Pre-orders start at midnight on August 24 at AT&T, C Spire, Cricket Wireless, Sprint, Straight Talk Wireless, T-Mobile, U.S. Cellular, Verizon Wireless, Xfinity Mobile,, Best Buy, Target, and Walmart. An unlocked version will also be available.

When it was in stores, Samsung priced the 64GB variant of the Note 7 at $850. The Note 8 is a lot more expensive.

Galaxy Note 8 Galaxy Note 7
Verizon $40 for 24 months ($960)  $36 for 24 months or ($864)
AT&T $31.67 for 30 months ($950)  $36.67 for 24 months or $29.34 for 30 months ($880)
T-Mobile $39 for 24 months ($930) or $30 per month and $210 down  $70 down and $32.50 for 24 months or $0 down and $37.50 for 18 months ($850)
Sprint $40 for an 18-month lease  $35.42 for 24 months ($850) or $350 on a two-year contract

The Galaxy Note 8 is pricier than the Galaxy Note 7 across the board, as you can see. But to sweeten the pot, Samsung, retailers, and carrier partners are extending freebies and discounts to early buyers.

  • Samsung is throwing in a few extras for customers who reserve a Note 8 early. From now until September 24, you get a choice of a free Samsung Gear 360 camera (a $230 value) or a free Galaxy Foundation kit with a 128GB memory card and wireless charging convertible (a $190 value).
  • Samsung’s also extending a substantial discount to former Note 7 owners who reserve the Note 8 early. They’re eligible for an instant trade-in rebate of up to $425 when they upgrade their current phone for a Note 8.
  • Verizon is offering 50 percent off the Note 8’s retail price to subscribers who trade in their old phones, plus $100 off the Samsung Gear S3 smartwatch with a new two-year activation, $50 off the Samsung Power Bundle, which includes a wireless charging stand, portable power pack, and car charger.
  • AT&T is throwing in a free Galaxy Note 8 for customers who sign up for DirecTV service.
  • U.S. Cellular is giving customers who switch from another carrier up to $300 in credit.

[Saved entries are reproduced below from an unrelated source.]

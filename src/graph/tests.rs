#![allow(clippy::unwrap_used, clippy::expect_used)]

use super::*;
use crate::base::{EdgeIdx, NodeIdx};

const WANT_GO: &str = r#"
# ::id sample.1
(w / want-01
   :ARG0 (b / boy)
   :ARG1 (g / go-01
            :ARG0 b))
"#;

const OBAMA: &str = r#"(p / person :name (n / name :op1 "Barack" :op2 "Obama"))"#;

fn n(i: u32) -> NodeIdx {
    NodeIdx::new(i)
}

fn e(i: u32) -> EdgeIdx {
    EdgeIdx::new(i)
}

// ============================================================================
// READER
// ============================================================================

#[test]
fn test_parse_reentrant_graph() {
    let graph = parse_graph(WANT_GO).unwrap();
    assert_eq!(graph.node_count(), 3);
    assert_eq!(graph.edge_count(), 3);
    assert_eq!(graph.root(), n(0));
    assert_eq!(graph.node(n(0)).concept, "want-01");
    assert_eq!(graph.node(n(1)).concept, "boy");
    assert_eq!(graph.node(n(1)).p_edges, vec![e(0), e(2)]);
    assert_eq!(graph.edge(e(2)).label, "ARG0");
    assert_eq!(graph.edge(e(2)).head, n(2));
    assert_eq!(graph.edge(e(2)).tail, n(1));
}

#[test]
fn test_parse_forward_reference() {
    let graph = parse_graph("(a / and :op1 b :op2 (b / boy))").unwrap();
    assert_eq!(graph.node_count(), 2);
    assert_eq!(graph.node(n(1)).concept, "boy");
    assert_eq!(graph.node(n(1)).p_edges.len(), 2);
}

#[test]
fn test_parse_constants() {
    let graph = parse_graph(r#"(h / have-01 :polarity - :quant 100 :mod "big")"#).unwrap();
    let consts: Vec<_> = graph
        .nodes()
        .filter(|(_, node)| node.is_const())
        .map(|(_, node)| node.node_str().to_string())
        .collect();
    assert_eq!(consts, vec!["-", "100", "big"]);
    assert!(graph.node(n(2)).is_number());
    assert!(!graph.node(n(1)).is_number());
}

#[test]
fn test_parse_multiple_graphs() {
    let graphs = parse_graphs(&format!("{WANT_GO}\n\n{OBAMA}\n")).unwrap();
    assert_eq!(graphs.len(), 2);
    assert_eq!(graphs[1].node(graphs[1].root()).concept, "person");
}

#[test]
fn test_parse_errors() {
    assert_eq!(parse_graph("  # only a comment\n"), Err(GraphError::Empty));
    assert!(matches!(parse_graph("(a / b"), Err(GraphError::Syntax { .. })));
    assert!(matches!(parse_graph("(a / b :ARG0)"), Err(GraphError::Syntax { .. })));
    assert!(matches!(parse_graph("(a / b) (c / d)"), Err(GraphError::Syntax { .. })));
    assert_eq!(
        parse_graph("(a / b :ARG0 (a / c))"),
        Err(GraphError::DuplicateVariable("a".to_string()))
    );
}

fn nested(depth: usize) -> String {
    let mut text = String::with_capacity(depth * 16);
    for i in 0..depth {
        text.push_str(&format!("(v{i} / c :ARG0 "));
    }
    text.push_str("(leaf / c)");
    text.push_str(&")".repeat(depth));
    text
}

#[test]
fn test_parse_deep_nesting() {
    let depth = 20_000;
    let graph = parse_graph(&nested(depth)).unwrap();
    assert_eq!(graph.node_count(), depth + 1);
    assert_eq!(graph.edge_count(), depth);
    assert_eq!(graph.node(n(depth as u32)).var.as_deref(), Some("leaf"));
    assert_eq!(graph.edge(e(depth as u32 - 1)).head, n(depth as u32 - 1));

    let unclosed = nested(depth);
    assert!(matches!(
        parse_graph(&unclosed[..unclosed.len() - 1]),
        Err(GraphError::Syntax { .. })
    ));
}

#[test]
fn test_builder_rejects_dangling_edge() {
    let mut builder = SemanticGraph::builder();
    let a = builder.node("a", "alpha");
    builder.edge(a, ":ARG0", n(5));
    assert_eq!(
        builder.build(a),
        Err(GraphError::DanglingEdge { edge: e(0), node: n(5) })
    );
}

// ============================================================================
// ADDRESSES
// ============================================================================

#[test]
fn test_resolve_fragment_addresses() {
    let graph = parse_graph(WANT_GO).unwrap();
    assert_eq!(graph.resolve_fragment("1").unwrap(), FragmentRef::Node(n(0)));
    assert_eq!(graph.resolve_fragment("1.2").unwrap(), FragmentRef::Node(n(2)));
    assert_eq!(graph.resolve_fragment("1.2.1").unwrap(), FragmentRef::Node(n(1)));
    assert_eq!(graph.resolve_fragment("1.1.r").unwrap(), FragmentRef::Edge(e(0)));
    assert_eq!(graph.resolve_fragment("1.2.1.r").unwrap(), FragmentRef::Edge(e(2)));
}

#[test]
fn test_checked_lookups() {
    let graph = parse_graph(WANT_GO).unwrap();
    assert_eq!(graph.get_node(n(2)).map(|node| node.node_str()), Some("go-01"));
    assert_eq!(graph.get_edge(e(1)).map(|edge| edge.tail), Some(n(2)));
    assert!(graph.get_node(n(3)).is_none());
    assert!(graph.get_edge(e(3)).is_none());
}

#[test]
fn test_resolve_fragment_errors() {
    let graph = parse_graph(WANT_GO).unwrap();
    for bad in ["", "2", "1.3", "1.0", "1.x", "1.r", "1.1.r.1"] {
        assert!(
            matches!(graph.resolve_fragment(bad), Err(GraphError::InvalidAddress { .. })),
            "expected `{bad}` to be rejected"
        );
    }
}

// ============================================================================
// ENTITIES AND STATISTICS
// ============================================================================

#[test]
fn test_named_entity_detection() {
    let graph = parse_graph(OBAMA).unwrap();
    assert!(graph.is_named_entity(n(0)));
    assert!(!graph.is_named_entity(n(1)));
    assert_eq!(graph.named_entity_mention(n(0)), vec!["Barack", "Obama"]);
}

#[test]
fn test_extract_entities() {
    let graph = parse_graph(OBAMA).unwrap();
    let entities = graph.extract_entities();
    assert_eq!(entities.len(), 1);
    let (frag, label) = &entities[0];
    assert_eq!(label, "person");
    assert_eq!(frag.root(), n(0));
    assert_eq!(frag.nodes().len(), 4);
    assert_eq!(frag.edges().len(), 3);
}

#[test]
fn test_graph_statistics() {
    let stats = parse_graph(WANT_GO).unwrap().statistics();
    assert_eq!(stats.reentrancies, 1);
    assert_eq!(stats.predicates.get("want-01"), Some(&1));
    assert_eq!(stats.predicates.get("go-01"), Some(&1));
    assert_eq!(stats.variables.get("boy"), Some(&1));

    let stats = parse_graph(OBAMA).unwrap().statistics();
    assert_eq!(stats.named_entities.get("person"), Some(&1));
    assert_eq!(stats.consts.len(), 2);
    assert!(stats.variables.is_empty());
}

#[test]
fn test_self_cycle() {
    let mut builder = SemanticGraph::builder();
    let a = builder.node("a", "alpha");
    builder.edge(a, "mod", a);
    assert!(builder.build(a).unwrap().has_self_cycle());
    assert!(!parse_graph(WANT_GO).unwrap().has_self_cycle());
}

// ============================================================================
// FRAGMENTS
// ============================================================================

#[test]
fn test_fragment_identity_ignores_span() {
    let graph = parse_graph(WANT_GO).unwrap();
    let mut a = Fragment::for_node(&graph, n(1));
    let b = Fragment::for_node(&graph, n(1));
    a.set_span(crate::base::TokenSpan::unit(3));
    assert_eq!(a, b);
    assert_eq!(a.edge(), Some(e(0)));
}

#[test]
fn test_edge_fragment_ext_nodes() {
    let graph = parse_graph(WANT_GO).unwrap();
    let frag = Fragment::for_edge(&graph, e(1));
    assert_eq!(frag.root(), n(0));
    assert!(frag.contains_node(n(2)));
    assert!(frag.ext_nodes().contains(&n(1)));
}

#[test]
fn test_connect_adjacent_merges_parent_and_child() {
    let graph = parse_graph(WANT_GO).unwrap();
    let merged = connect_adjacent(
        vec![Fragment::for_node(&graph, n(1)), Fragment::for_node(&graph, n(2))],
        &graph,
    );
    assert_eq!(merged.len(), 1);
    assert_eq!(merged[0].root(), n(2));
    assert!(merged[0].edges().contains(&e(2)));
}

#[test]
fn test_connect_adjacent_keeps_distant_fragments() {
    let graph = parse_graph(OBAMA).unwrap();
    let merged = connect_adjacent(
        vec![Fragment::for_node(&graph, n(2)), Fragment::for_node(&graph, n(3))],
        &graph,
    );
    assert_eq!(merged.len(), 2);
}
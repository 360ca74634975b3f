//! Small on-disk corpora for pipeline tests.

use std::fs;
use std::path::{Path, PathBuf};

use amr2seq::{FailurePolicy, LinearizeConfig};
use tempfile::TempDir;

/// One sentence of every input stream.
#[derive(Clone, Copy, Debug)]
pub struct SentenceFixture {
    pub amr: &'static str,
    pub alignment: &'static str,
    pub tokens: &'static str,
    pub lemmas: &'static str,
    pub pos: &'static str,
}

pub const OBAMA_SPOKE: SentenceFixture = SentenceFixture {
    amr: r#"(s / speak-01 :ARG0 (p / person :name (n / name :op1 "Barack" :op2 "Obama")))"#,
    alignment: "0-1.1.1.1 1-1.1.1.2 2-1",
    tokens: "Barack Obama spoke",
    lemmas: "Barack Obama speak",
    pos: "NNP NNP VBD",
};

pub const BOY_WANTS_TO_GO: SentenceFixture = SentenceFixture {
    amr: "(w / want-01 :ARG0 (b / boy) :ARG1 (g / go-01 :ARG0 b))",
    alignment: "1-1.1 2-1 4-1.2",
    tokens: "the boy wants to go",
    lemmas: "the boy want to go",
    pos: "DT NN VBZ TO VB",
};

pub const TWO_CATS: SentenceFixture = SentenceFixture {
    amr: "(h / have-03 :ARG0 (i / i) :ARG1 (c / cat :quant 2))",
    alignment: "0-1.1 1-1 2-1.2.1 3-1.2",
    tokens: "i have 2 cats",
    lemmas: "i have 2 cat",
    pos: "PRP VBP CD NNS",
};

pub const CORPUS: [SentenceFixture; 3] = [OBAMA_SPOKE, BOY_WANTS_TO_GO, TWO_CATS];

/// A temporary workspace with `data/`, `run/` and `stats/` directories.
pub struct Workspace {
    pub dir: TempDir,
}

impl Workspace {
    pub fn new(sentences: &[SentenceFixture]) -> Self {
        let dir = TempDir::new().expect("temp dir");
        write_corpus(&dir.path().join("data"), sentences);
        Self { dir }
    }

    pub fn data_dir(&self) -> PathBuf {
        self.dir.path().join("data")
    }

    pub fn run_dir(&self) -> PathBuf {
        self.dir.path().join("run")
    }

    pub fn stats_dir(&self) -> PathBuf {
        self.dir.path().join("stats")
    }

    pub fn config(&self) -> LinearizeConfig {
        LinearizeConfig::new(self.data_dir(), self.run_dir())
            .with_stats_dir(self.stats_dir())
            .with_failure_policy(FailurePolicy::Abort)
    }

    pub fn output(&self, name: &str) -> Vec<String> {
        read_lines(&self.run_dir().join(name))
    }
}

/// Write every input stream of `sentences` into `dir`.
pub fn write_corpus(dir: &Path, sentences: &[SentenceFixture]) {
    fs::create_dir_all(dir).expect("create data dir");
    let amr = sentences
        .iter()
        .map(|s| format!("# ::snt {}\n{}\n", s.tokens, s.amr))
        .collect::<Vec<_>>()
        .join("\n");
    fs::write(dir.join("amr"), amr).expect("write amr");

    let stream = |name: &str, field: fn(&SentenceFixture) -> &'static str| {
        let lines: String = sentences.iter().map(|s| format!("{}\n", field(s))).collect();
        fs::write(dir.join(name), lines).expect("write stream");
    };
    stream("alignment", |s| s.alignment);
    stream("token", |s| s.tokens);
    stream("lemmatized_token", |s| s.lemmas);
    stream("pos", |s| s.pos);
}

/// Lines of a file, trailing newline excluded.
pub fn read_lines(path: &Path) -> Vec<String> {
    fs::read_to_string(path)
        .unwrap_or_else(|e| panic!("cannot read {}: {e}", path.display()))
        .lines()
        .map(str::to_string)
        .collect()
}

So do all those promos even the playing field when it comes to pricing? Not really. The fact remains that the Galaxy Note 8 is about $100 more expensive than the Note 7, and that’s not insignificant.

Winner: Galaxy Note 7 

Overall winner: Galaxy Note 8

Has Samsung redeemed itself with the Note 8? Judging by what we’ve seen so far, it appears so.

The Galaxy Note 8 has a better screen, an upgraded processor, and dual cameras. It has a smaller battery, but one that charges more quickly than the Note 7’s. It has a design that’s much more refined.

The Note 8 is likely to be one of the safest smartphones you can buy, because Samsung does not want to make the same mistake twice and has rigorously tested the battery for faults.